-- Records to use follows --
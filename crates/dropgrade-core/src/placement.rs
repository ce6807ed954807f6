//! Per-session record of where each draggable currently sits.
//!
//! The store is a plain map keyed by element: an element is in at most one
//! drop zone, and placing it somewhere new replaces the old entry. It does
//! not check acceptance; callers ask the [`AcceptanceResolver`] first.
//!
//! [`AcceptanceResolver`]: crate::acceptance::AcceptanceResolver

use std::collections::BTreeMap;

use serde::{Deserialize, Serialize};

use crate::model::{ElementId, Position, ZoneId};

/// Where one element has been dropped.
#[derive(Debug, Clone, Copy, PartialEq, Serialize, Deserialize)]
pub struct Placement {
    pub zone: ZoneId,
    /// Drop position inside the container, if the shell reported one.
    #[serde(default)]
    pub position: Option<Position>,
}

/// Mapping from draggable to its current drop zone.
#[derive(Debug, Clone, Default, PartialEq, Serialize, Deserialize)]
pub struct PlacementStore {
    placements: BTreeMap<ElementId, Placement>,
}

impl PlacementStore {
    pub fn new() -> Self {
        Self::default()
    }

    /// Record `element` as sitting in `zone`, replacing any prior placement.
    pub fn place(&mut self, element: ElementId, zone: ZoneId) {
        self.insert(element, Placement { zone, position: None });
    }

    /// Like [`place`](Self::place), also remembering where it was dropped.
    pub fn place_at(&mut self, element: ElementId, zone: ZoneId, position: Position) {
        self.insert(
            element,
            Placement {
                zone,
                position: Some(position),
            },
        );
    }

    fn insert(&mut self, element: ElementId, placement: Placement) {
        if let Some(prior) = self.placements.insert(element, placement) {
            if prior.zone != placement.zone {
                tracing::debug!(
                    "element {element} moved from zone {} to zone {}",
                    prior.zone,
                    placement.zone
                );
            }
        } else {
            tracing::debug!("element {element} placed in zone {}", placement.zone);
        }
    }

    /// Forget where `element` is. Unknown elements are ignored.
    pub fn remove(&mut self, element: ElementId) -> Option<Placement> {
        let removed = self.placements.remove(&element);
        if let Some(p) = &removed {
            tracing::debug!("element {element} removed from zone {}", p.zone);
        }
        removed
    }

    pub fn zone_of(&self, element: ElementId) -> Option<ZoneId> {
        self.placements.get(&element).map(|p| p.zone)
    }

    pub fn get(&self, element: ElementId) -> Option<&Placement> {
        self.placements.get(&element)
    }

    /// Elements currently in `zone`, in id order.
    pub fn occupants(&self, zone: ZoneId) -> Vec<ElementId> {
        self.placements
            .iter()
            .filter(|(_, p)| p.zone == zone)
            .map(|(id, _)| *id)
            .collect()
    }

    pub fn clear_all(&mut self) {
        self.placements.clear();
    }

    pub fn len(&self) -> usize {
        self.placements.len()
    }

    pub fn is_empty(&self) -> bool {
        self.placements.is_empty()
    }

    pub fn iter(&self) -> impl Iterator<Item = (ElementId, &Placement)> + '_ {
        self.placements.iter().map(|(id, p)| (*id, p))
    }
}

#[cfg(test)]
mod tests {
    use super::*;

    #[test]
    fn place_then_remove_leaves_unplaced() {
        let mut store = PlacementStore::new();
        store.place(ElementId(0), ZoneId(1));
        assert_eq!(store.zone_of(ElementId(0)), Some(ZoneId(1)));

        store.remove(ElementId(0));
        assert_eq!(store.zone_of(ElementId(0)), None);
        assert!(store.is_empty());
    }

    #[test]
    fn second_zone_replaces_first() {
        let mut store = PlacementStore::new();
        store.place(ElementId(2), ZoneId(0));
        store.place(ElementId(2), ZoneId(1));

        assert_eq!(store.zone_of(ElementId(2)), Some(ZoneId(1)));
        assert!(store.occupants(ZoneId(0)).is_empty());
        assert_eq!(store.occupants(ZoneId(1)), vec![ElementId(2)]);
        assert_eq!(store.len(), 1);
    }

    #[test]
    fn remove_unknown_is_noop() {
        let mut store = PlacementStore::new();
        store.place(ElementId(0), ZoneId(0));
        assert!(store.remove(ElementId(7)).is_none());
        assert_eq!(store.len(), 1);
    }

    #[test]
    fn place_at_keeps_position() {
        let mut store = PlacementStore::new();
        let position = Position {
            top: 12.5,
            left: 40.0,
        };
        store.place_at(ElementId(1), ZoneId(0), position);
        assert_eq!(store.get(ElementId(1)).unwrap().position, Some(position));

        // A plain place drops the stale position.
        store.place(ElementId(1), ZoneId(0));
        assert_eq!(store.get(ElementId(1)).unwrap().position, None);
    }

    #[test]
    fn occupants_are_sorted() {
        let mut store = PlacementStore::new();
        store.place(ElementId(3), ZoneId(0));
        store.place(ElementId(1), ZoneId(0));
        store.place(ElementId(2), ZoneId(1));
        assert_eq!(store.occupants(ZoneId(0)), vec![ElementId(1), ElementId(3)]);
    }

    #[test]
    fn clear_all_empties_store() {
        let mut store = PlacementStore::new();
        store.place(ElementId(0), ZoneId(0));
        store.place(ElementId(1), ZoneId(1));
        store.clear_all();
        assert!(store.is_empty());
        assert_eq!(store.zone_of(ElementId(1)), None);
    }
}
-- Records to use concluded --
**Task goal**
Show all lines in the entries above where the word "from" appears.

**Exercise output**
/// Mapping from draggable to its current drop zone.
                    "element {element} moved from zone {} to zone {}",
            tracing::debug!("element {element} removed from zone {}", p.zone);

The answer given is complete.